— Task prompt —
Which lines below mention "left"? Pick each one out.

— Materials provided —
----

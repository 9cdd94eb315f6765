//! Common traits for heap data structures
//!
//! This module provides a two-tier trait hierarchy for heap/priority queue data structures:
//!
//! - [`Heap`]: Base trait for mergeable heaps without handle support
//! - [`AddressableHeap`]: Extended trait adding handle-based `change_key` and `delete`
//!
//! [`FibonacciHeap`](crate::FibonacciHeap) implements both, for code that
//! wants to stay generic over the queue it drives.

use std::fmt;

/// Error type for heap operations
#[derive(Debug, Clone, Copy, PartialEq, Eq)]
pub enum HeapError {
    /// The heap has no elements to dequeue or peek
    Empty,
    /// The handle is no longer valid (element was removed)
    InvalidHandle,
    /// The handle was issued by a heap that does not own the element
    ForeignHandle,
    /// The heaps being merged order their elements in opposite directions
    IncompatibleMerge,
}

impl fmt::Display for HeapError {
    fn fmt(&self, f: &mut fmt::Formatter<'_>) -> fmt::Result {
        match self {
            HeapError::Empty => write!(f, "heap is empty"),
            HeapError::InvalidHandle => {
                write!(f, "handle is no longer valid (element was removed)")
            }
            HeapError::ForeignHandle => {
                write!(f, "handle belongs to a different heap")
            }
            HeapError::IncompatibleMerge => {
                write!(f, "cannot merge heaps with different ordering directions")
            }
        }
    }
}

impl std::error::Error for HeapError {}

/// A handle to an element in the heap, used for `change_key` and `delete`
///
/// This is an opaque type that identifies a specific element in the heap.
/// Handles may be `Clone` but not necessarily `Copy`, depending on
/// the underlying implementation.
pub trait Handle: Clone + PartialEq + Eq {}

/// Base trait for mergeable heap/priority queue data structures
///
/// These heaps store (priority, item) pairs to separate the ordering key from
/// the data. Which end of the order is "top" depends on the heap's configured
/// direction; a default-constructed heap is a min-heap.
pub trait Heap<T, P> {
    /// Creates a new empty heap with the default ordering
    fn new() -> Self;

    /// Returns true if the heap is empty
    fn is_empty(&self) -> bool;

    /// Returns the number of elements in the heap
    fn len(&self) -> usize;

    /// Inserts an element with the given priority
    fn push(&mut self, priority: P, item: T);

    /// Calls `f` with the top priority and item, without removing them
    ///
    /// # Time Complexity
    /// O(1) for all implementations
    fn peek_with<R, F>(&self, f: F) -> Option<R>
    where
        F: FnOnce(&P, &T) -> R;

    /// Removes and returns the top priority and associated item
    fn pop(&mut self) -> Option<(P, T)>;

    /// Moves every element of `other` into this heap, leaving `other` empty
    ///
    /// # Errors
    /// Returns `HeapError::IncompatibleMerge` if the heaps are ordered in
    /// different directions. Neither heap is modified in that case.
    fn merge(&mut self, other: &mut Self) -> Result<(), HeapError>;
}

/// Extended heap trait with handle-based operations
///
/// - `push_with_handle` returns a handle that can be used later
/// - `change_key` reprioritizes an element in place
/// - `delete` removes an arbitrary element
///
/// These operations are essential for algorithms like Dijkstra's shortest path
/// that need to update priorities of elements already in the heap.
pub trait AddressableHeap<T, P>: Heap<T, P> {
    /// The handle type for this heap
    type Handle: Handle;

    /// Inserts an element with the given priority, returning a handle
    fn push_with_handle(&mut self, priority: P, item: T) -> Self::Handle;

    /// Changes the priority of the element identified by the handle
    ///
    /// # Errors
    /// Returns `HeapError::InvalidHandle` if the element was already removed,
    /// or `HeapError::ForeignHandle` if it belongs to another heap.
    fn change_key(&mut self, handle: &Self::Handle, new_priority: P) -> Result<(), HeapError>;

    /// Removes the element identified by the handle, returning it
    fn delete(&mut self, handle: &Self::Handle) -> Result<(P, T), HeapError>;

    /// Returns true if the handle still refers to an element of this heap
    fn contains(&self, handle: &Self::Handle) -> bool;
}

----

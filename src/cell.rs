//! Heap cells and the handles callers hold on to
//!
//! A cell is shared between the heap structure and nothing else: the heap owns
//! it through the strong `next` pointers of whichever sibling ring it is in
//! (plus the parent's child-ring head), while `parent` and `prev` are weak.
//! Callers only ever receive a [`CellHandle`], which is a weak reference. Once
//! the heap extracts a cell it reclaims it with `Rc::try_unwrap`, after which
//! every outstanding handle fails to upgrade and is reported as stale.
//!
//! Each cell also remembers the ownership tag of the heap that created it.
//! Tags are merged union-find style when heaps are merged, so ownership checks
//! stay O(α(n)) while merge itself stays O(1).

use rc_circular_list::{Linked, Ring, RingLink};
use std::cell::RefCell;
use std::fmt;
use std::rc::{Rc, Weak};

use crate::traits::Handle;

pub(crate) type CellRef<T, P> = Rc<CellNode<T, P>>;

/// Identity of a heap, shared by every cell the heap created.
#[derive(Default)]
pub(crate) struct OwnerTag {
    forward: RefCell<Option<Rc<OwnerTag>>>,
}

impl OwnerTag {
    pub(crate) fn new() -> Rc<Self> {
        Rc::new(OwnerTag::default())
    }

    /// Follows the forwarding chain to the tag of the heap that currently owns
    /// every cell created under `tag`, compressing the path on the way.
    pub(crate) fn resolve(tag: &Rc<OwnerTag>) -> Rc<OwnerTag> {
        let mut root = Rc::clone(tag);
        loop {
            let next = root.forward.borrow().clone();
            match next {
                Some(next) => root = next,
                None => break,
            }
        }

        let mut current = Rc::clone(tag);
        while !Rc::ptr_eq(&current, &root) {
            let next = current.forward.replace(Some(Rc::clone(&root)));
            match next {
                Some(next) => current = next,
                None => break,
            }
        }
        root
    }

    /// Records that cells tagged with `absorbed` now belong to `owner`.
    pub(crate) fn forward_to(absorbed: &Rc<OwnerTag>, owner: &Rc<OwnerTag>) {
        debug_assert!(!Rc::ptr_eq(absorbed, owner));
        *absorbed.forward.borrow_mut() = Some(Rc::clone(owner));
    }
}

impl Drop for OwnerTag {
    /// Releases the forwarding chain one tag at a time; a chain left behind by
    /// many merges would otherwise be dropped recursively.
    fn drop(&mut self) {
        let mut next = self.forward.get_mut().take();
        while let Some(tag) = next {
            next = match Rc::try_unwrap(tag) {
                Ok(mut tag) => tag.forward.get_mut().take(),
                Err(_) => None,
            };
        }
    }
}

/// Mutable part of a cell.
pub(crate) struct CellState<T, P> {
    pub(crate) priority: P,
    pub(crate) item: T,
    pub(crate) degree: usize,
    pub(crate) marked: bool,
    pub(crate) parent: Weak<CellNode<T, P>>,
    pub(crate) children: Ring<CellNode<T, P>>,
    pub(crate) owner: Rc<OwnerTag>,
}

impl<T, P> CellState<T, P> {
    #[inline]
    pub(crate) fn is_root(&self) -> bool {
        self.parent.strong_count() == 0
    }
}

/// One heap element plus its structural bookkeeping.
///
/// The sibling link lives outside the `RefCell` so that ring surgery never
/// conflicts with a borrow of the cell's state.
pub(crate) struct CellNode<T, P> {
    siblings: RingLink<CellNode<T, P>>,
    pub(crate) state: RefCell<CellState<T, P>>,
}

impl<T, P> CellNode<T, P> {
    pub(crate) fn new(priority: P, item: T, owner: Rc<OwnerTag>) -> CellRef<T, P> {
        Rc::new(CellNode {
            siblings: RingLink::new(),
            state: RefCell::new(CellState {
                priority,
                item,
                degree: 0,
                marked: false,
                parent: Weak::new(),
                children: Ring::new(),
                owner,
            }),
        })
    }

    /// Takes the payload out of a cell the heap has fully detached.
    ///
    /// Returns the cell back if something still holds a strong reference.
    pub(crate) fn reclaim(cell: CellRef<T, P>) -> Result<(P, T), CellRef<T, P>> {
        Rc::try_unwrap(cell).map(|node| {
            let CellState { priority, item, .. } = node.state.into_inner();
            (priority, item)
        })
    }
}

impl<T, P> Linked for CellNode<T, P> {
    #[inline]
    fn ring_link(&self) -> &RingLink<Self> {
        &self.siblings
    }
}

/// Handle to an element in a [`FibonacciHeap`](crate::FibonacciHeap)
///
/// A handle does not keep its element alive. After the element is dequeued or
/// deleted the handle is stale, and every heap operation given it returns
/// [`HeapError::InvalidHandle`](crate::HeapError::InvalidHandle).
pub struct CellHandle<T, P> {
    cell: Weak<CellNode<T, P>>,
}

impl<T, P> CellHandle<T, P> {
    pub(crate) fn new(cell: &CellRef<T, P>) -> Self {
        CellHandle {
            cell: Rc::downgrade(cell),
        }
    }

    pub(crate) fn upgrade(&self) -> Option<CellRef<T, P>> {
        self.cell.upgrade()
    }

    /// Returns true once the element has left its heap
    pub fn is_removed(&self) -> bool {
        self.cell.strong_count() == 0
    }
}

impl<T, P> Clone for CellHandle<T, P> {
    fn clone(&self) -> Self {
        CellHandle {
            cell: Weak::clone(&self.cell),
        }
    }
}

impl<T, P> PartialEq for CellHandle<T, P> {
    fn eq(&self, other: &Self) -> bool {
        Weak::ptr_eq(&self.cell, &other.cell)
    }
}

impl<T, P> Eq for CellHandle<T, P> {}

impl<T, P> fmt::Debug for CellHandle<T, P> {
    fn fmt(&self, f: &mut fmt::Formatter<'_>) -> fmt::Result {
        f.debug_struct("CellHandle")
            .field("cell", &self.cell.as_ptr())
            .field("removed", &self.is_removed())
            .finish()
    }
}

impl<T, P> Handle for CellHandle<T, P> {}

----

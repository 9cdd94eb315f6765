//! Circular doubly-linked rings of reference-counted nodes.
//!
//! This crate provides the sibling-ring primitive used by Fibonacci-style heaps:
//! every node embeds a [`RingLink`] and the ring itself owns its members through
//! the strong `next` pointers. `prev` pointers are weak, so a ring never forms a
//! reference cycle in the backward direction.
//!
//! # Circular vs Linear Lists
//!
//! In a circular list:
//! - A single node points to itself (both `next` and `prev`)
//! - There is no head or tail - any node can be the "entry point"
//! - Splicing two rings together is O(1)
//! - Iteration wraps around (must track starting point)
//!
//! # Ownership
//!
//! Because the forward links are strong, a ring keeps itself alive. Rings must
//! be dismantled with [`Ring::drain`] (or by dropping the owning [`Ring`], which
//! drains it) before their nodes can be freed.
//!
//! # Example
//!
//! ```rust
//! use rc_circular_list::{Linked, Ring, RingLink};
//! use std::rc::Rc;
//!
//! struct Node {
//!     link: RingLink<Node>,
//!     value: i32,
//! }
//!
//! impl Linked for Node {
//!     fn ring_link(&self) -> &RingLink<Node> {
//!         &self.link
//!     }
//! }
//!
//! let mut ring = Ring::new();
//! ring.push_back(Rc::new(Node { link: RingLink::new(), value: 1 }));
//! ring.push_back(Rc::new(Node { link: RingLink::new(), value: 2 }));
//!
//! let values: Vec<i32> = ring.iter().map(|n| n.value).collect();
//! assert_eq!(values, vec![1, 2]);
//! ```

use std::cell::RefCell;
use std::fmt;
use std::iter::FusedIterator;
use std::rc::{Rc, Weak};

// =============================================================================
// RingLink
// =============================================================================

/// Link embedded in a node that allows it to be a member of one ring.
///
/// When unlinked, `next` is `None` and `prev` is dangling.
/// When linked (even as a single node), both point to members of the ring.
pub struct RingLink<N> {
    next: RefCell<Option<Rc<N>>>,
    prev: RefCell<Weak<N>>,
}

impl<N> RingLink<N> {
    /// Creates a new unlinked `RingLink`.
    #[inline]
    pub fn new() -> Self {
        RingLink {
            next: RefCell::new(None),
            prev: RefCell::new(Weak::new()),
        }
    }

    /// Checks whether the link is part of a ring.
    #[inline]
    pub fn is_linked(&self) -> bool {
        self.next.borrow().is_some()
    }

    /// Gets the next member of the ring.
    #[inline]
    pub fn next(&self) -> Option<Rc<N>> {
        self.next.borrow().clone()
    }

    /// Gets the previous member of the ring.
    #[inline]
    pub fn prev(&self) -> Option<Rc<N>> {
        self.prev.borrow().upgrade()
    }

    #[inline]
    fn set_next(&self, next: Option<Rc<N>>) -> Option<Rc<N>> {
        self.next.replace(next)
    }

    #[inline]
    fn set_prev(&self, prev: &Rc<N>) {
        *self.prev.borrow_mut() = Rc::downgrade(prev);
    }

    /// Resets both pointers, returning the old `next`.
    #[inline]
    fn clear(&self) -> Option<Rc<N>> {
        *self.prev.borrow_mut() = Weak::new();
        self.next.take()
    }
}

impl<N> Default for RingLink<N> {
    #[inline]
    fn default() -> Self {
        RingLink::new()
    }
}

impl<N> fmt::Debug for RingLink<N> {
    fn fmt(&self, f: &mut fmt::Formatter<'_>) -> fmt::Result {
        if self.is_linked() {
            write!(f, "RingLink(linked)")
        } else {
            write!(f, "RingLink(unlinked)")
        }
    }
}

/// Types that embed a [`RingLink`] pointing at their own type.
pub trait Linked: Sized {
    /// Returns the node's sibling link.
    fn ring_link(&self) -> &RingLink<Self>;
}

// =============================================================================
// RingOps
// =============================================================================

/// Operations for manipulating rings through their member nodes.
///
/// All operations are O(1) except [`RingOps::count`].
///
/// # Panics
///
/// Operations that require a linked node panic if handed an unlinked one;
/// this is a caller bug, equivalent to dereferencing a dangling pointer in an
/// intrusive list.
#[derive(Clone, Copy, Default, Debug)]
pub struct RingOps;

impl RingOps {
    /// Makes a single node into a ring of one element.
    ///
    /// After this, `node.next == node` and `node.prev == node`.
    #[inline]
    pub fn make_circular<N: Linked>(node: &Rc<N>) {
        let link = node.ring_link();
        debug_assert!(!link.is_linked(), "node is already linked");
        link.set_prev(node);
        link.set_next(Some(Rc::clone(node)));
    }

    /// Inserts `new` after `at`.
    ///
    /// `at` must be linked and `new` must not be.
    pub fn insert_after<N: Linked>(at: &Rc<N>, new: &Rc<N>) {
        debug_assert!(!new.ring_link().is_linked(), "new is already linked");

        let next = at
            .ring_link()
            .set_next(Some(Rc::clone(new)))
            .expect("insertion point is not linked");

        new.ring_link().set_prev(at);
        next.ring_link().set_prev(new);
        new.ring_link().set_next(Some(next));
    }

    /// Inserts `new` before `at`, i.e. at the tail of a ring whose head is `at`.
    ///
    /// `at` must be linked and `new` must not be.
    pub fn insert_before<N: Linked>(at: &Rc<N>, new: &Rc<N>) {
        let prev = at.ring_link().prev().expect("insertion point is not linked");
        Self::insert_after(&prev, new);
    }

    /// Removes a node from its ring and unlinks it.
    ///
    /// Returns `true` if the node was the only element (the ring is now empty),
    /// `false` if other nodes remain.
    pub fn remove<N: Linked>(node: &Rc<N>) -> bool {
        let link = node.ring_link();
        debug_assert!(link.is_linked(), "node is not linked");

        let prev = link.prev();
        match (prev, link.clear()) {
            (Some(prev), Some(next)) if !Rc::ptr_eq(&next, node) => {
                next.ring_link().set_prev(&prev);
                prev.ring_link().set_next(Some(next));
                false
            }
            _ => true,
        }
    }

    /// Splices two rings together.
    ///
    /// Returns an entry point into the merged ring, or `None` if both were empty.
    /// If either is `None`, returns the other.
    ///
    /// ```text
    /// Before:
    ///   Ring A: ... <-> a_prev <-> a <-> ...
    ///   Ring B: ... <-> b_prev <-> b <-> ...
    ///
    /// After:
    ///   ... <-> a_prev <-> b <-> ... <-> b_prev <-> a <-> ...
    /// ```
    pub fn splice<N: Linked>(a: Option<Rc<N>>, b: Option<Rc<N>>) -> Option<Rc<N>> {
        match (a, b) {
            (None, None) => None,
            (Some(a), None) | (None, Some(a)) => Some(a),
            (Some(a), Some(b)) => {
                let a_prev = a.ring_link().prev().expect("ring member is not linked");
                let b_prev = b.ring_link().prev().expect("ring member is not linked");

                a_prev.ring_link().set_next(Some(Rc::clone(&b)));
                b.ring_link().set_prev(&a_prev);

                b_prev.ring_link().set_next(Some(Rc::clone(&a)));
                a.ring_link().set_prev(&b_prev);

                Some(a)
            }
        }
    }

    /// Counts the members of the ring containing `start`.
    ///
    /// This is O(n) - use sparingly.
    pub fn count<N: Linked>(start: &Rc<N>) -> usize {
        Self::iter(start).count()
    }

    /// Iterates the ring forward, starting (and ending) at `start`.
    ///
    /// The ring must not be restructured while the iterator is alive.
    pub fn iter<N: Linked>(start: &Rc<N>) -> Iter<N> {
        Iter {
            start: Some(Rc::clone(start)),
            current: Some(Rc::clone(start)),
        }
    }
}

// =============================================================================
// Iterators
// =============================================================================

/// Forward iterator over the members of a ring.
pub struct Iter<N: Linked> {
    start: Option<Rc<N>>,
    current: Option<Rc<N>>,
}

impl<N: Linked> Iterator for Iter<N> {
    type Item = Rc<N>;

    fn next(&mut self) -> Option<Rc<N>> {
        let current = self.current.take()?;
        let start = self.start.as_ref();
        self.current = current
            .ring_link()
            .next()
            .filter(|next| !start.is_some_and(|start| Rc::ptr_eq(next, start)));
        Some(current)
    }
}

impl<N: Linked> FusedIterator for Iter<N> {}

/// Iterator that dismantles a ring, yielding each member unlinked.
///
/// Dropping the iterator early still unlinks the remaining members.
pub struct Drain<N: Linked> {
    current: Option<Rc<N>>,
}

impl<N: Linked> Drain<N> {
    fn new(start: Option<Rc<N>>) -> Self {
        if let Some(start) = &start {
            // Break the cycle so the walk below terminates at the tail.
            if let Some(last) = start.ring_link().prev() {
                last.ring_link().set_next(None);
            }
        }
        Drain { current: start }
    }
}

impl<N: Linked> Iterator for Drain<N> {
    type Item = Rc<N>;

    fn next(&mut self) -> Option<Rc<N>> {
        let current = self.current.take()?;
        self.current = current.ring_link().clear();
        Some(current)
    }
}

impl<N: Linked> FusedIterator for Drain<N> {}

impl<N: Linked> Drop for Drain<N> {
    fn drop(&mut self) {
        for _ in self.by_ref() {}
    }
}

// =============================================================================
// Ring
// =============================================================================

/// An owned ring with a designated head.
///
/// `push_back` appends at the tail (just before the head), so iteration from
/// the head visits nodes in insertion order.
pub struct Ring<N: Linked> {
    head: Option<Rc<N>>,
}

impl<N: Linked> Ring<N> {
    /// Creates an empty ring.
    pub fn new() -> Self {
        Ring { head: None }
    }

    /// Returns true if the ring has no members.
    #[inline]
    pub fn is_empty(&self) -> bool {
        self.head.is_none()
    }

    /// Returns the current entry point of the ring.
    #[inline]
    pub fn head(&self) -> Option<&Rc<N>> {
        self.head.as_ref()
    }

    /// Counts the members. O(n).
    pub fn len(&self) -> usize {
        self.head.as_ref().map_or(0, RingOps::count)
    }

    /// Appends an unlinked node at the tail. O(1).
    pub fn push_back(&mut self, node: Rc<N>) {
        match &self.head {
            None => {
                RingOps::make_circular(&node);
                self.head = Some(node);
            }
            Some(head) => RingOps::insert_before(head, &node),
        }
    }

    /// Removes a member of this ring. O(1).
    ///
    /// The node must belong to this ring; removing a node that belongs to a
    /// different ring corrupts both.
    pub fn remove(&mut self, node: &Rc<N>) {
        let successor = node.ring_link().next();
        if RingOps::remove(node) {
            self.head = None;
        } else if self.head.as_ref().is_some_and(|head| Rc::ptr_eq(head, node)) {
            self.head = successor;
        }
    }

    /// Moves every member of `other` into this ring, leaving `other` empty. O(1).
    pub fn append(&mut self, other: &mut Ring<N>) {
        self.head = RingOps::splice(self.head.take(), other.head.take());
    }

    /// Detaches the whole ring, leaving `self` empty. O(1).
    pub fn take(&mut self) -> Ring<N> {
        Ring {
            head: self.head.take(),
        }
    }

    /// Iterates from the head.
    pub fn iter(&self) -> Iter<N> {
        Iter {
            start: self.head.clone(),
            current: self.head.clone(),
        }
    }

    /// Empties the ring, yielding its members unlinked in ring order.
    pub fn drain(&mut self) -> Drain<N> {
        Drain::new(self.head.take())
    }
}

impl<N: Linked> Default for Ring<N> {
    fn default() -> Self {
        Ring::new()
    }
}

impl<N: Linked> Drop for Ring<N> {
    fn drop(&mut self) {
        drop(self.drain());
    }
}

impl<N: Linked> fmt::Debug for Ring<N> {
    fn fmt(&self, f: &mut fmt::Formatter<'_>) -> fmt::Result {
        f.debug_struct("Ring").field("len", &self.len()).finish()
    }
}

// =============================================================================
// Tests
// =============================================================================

----

— The answer —
    /// Releases the forwarding chain one tag at a time; a chain left behind by
    /// Returns true once the element has left its heap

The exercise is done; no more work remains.